Size XXL – too big for anyone on the Observant team. But we felt the orange-and-green cycling jersey did a decent job of brightening up the wall of our editor-in-chief’s office slash meeting room. It had hung there since September 2005, the month Observant celebrated its 25th anniversary by tackling Alpe d‘Huez. A large group of 82 staff members and students, plus four supporters, boarded a coach for a long weekend of cycling in France.

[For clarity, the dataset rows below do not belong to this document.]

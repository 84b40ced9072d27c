//! Position: the single open leveraged position.

use chrono::{DateTime, Utc};
use serde::{Deserialize, Serialize};
use std::fmt;

use super::candle::Candle;

/// Trade direction.
#[derive(Debug, Clone, Copy, PartialEq, Eq, Hash, Serialize, Deserialize)]
#[serde(rename_all = "lowercase")]
pub enum Side {
    Long,
    Short,
}

impl Side {
    pub fn opposite(self) -> Self {
        match self {
            Self::Long => Self::Short,
            Self::Short => Self::Long,
        }
    }
}

impl fmt::Display for Side {
    fn fmt(&self, f: &mut fmt::Formatter<'_>) -> fmt::Result {
        match self {
            Self::Long => write!(f, "long"),
            Self::Short => write!(f, "short"),
        }
    }
}

/// Fields shared by both sides of an open position.
#[derive(Debug, Clone, PartialEq, Serialize, Deserialize)]
pub struct PositionLeg {
    pub entry_index: usize,
    pub entry_time: DateTime<Utc>,
    pub entry_price: f64,
    /// Contracts held.
    pub size: f64,
    pub stop_price: f64,
    pub take_profit: Option<f64>,
    pub leverage: u32,
}

/// An open position, tagged by side.
#[derive(Debug, Clone, PartialEq, Serialize, Deserialize)]
pub enum Position {
    Long(PositionLeg),
    Short(PositionLeg),
}

impl Position {
    pub fn open(side: Side, leg: PositionLeg) -> Self {
        match side {
            Side::Long => Self::Long(leg),
            Side::Short => Self::Short(leg),
        }
    }

    pub fn side(&self) -> Side {
        match self {
            Self::Long(_) => Side::Long,
            Self::Short(_) => Side::Short,
        }
    }

    pub fn leg(&self) -> &PositionLeg {
        match self {
            Self::Long(leg) | Self::Short(leg) => leg,
        }
    }

    /// Intrabar stop touch: the low reaches the stop for longs, the high for shorts.
    pub fn stop_touched(&self, candle: &Candle) -> bool {
        match self {
            Self::Long(leg) => candle.low <= leg.stop_price,
            Self::Short(leg) => candle.high >= leg.stop_price,
        }
    }

    /// PnL before fees if the whole position is closed at `exit_price`.
    pub fn raw_pnl(&self, exit_price: f64) -> f64 {
        match self {
            Self::Long(leg) => (exit_price - leg.entry_price) * leg.size,
            Self::Short(leg) => (leg.entry_price - exit_price) * leg.size,
        }
    }

    pub fn entry_notional(&self) -> f64 {
        let leg = self.leg();
        leg.entry_price * leg.size
    }

    pub fn notional_at(&self, price: f64) -> f64 {
        price * self.leg().size
    }
}
//! Regime memory: deviations bucketed by (regime, bars since flip).

use std::collections::HashMap;

use crate::domain::RegimeLabel;

use super::buffer::{percentile, DeviationBuffer};

/// Minimum samples a bucket needs before it can produce a forecast.
pub const MIN_SAMPLES: usize = 2;

/// Quantile levels (in percent) projected from each bucket.
#[derive(Debug, Clone, Copy, PartialEq)]
pub struct Quantiles {
    pub upper_pct: f64,
    pub mid_pct: f64,
    pub lower_pct: f64,
}

/// One projected offset: price levels `offset` bars after a trigger.
#[derive(Debug, Clone, Copy, PartialEq)]
pub struct Projection {
    pub offset: usize,
    pub upper: f64,
    pub mid: f64,
    pub lower: f64,
}

/// Online memory of price displacement conditioned on regime and duration.
///
/// Every bucket is a bounded FIFO, so `len(bucket) <= capacity` always holds
/// and statistics from old regimes age out.
#[derive(Debug, Clone)]
pub struct RegimeMemory {
    capacity: usize,
    buckets: HashMap<(RegimeLabel, usize), DeviationBuffer>,
    last_observed: Option<usize>,
}

impl RegimeMemory {
    pub fn new(capacity: usize) -> Self {
        Self {
            capacity,
            buckets: HashMap::new(),
            last_observed: None,
        }
    }

    pub fn capacity(&self) -> usize {
        self.capacity
    }

    /// Record one deviation sample for `(regime, duration)`.
    ///
    /// Samples must arrive in chronological bar order.
    pub fn observe(
        &mut self,
        bar_index: usize,
        regime: RegimeLabel,
        duration: usize,
        deviation: f64,
    ) {
        debug_assert!(
            self.last_observed.map_or(true, |last| bar_index >= last),
            "regime memory observed bar {bar_index} after bar {:?}",
            self.last_observed
        );
        self.last_observed = Some(bar_index);
        let capacity = self.capacity;
        self.buckets
            .entry((regime, duration))
            .or_insert_with(|| DeviationBuffer::with_capacity(capacity))
            .push(deviation);
    }

    pub fn bucket(&self, regime: RegimeLabel, duration: usize) -> Option<&DeviationBuffer> {
        self.buckets.get(&(regime, duration))
    }

    pub fn bucket_count(&self) -> usize {
        self.buckets.len()
    }

    /// Largest bucket size currently held.
    pub fn max_bucket_len(&self) -> usize {
        self.buckets.values().map(|b| b.len()).max().unwrap_or(0)
    }

    /// Durations recorded for `regime`, ascending.
    pub fn durations(&self, regime: RegimeLabel) -> Vec<usize> {
        let mut durations: Vec<usize> = self
            .buckets
            .keys()
            .filter(|(r, _)| *r == regime)
            .map(|(_, d)| *d)
            .collect();
        durations.sort_unstable();
        durations
    }

    /// Project quantile price levels for offsets `0..horizon` after a trigger.
    ///
    /// Offsets whose bucket holds fewer than [`MIN_SAMPLES`] samples are
    /// omitted rather than reported as zero.
    pub fn project(
        &self,
        trigger_index: usize,
        regime: RegimeLabel,
        init_price: f64,
        horizon: usize,
        quantiles: Quantiles,
    ) -> Vec<Projection> {
        let projections: Vec<Projection> = (0..horizon)
            .filter_map(|offset| {
                let bucket = self.bucket(regime, offset)?;
                if bucket.len() < MIN_SAMPLES {
                    return None;
                }
                let sorted = bucket.sorted();
                Some(Projection {
                    offset,
                    upper: init_price + percentile(&sorted, quantiles.upper_pct)?,
                    mid: init_price + percentile(&sorted, quantiles.mid_pct)?,
                    lower: init_price + percentile(&sorted, quantiles.lower_pct)?,
                })
            })
            .collect();

        tracing::trace!(
            trigger_index,
            ?regime,
            offsets = projections.len(),
            "projected forecast band"
        );
        projections
    }
}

Everyone received a specially designed jersey in their own size to mark the occasion. At the foot of the iconic mountain, on Saturday 3 September at exactly 9.30 am, it was once again stressed that this was not a race. The motto was simple: to reach the top is to win. Not everyone took that entirely to heart. The young men and women from the student cycling club Dutch Mountains, as well as a few former amateur racers, went flat out from the start. They gave it their all, as did the less experienced cyclists who, cheered on by board members of the Mustangh Foundation (the chosen charity for this fundraising ride, still raising money today for a hospital in Ghana), conquered all 21 hairpin bends. Everyone made it to the top; the atmosphere and sense of camaraderie were great.
Back in Maastricht, one jersey was left over. For twenty years, it served as a wall decoration. Last June, after our spring cleaning, it finally ended up in the pile of old junk.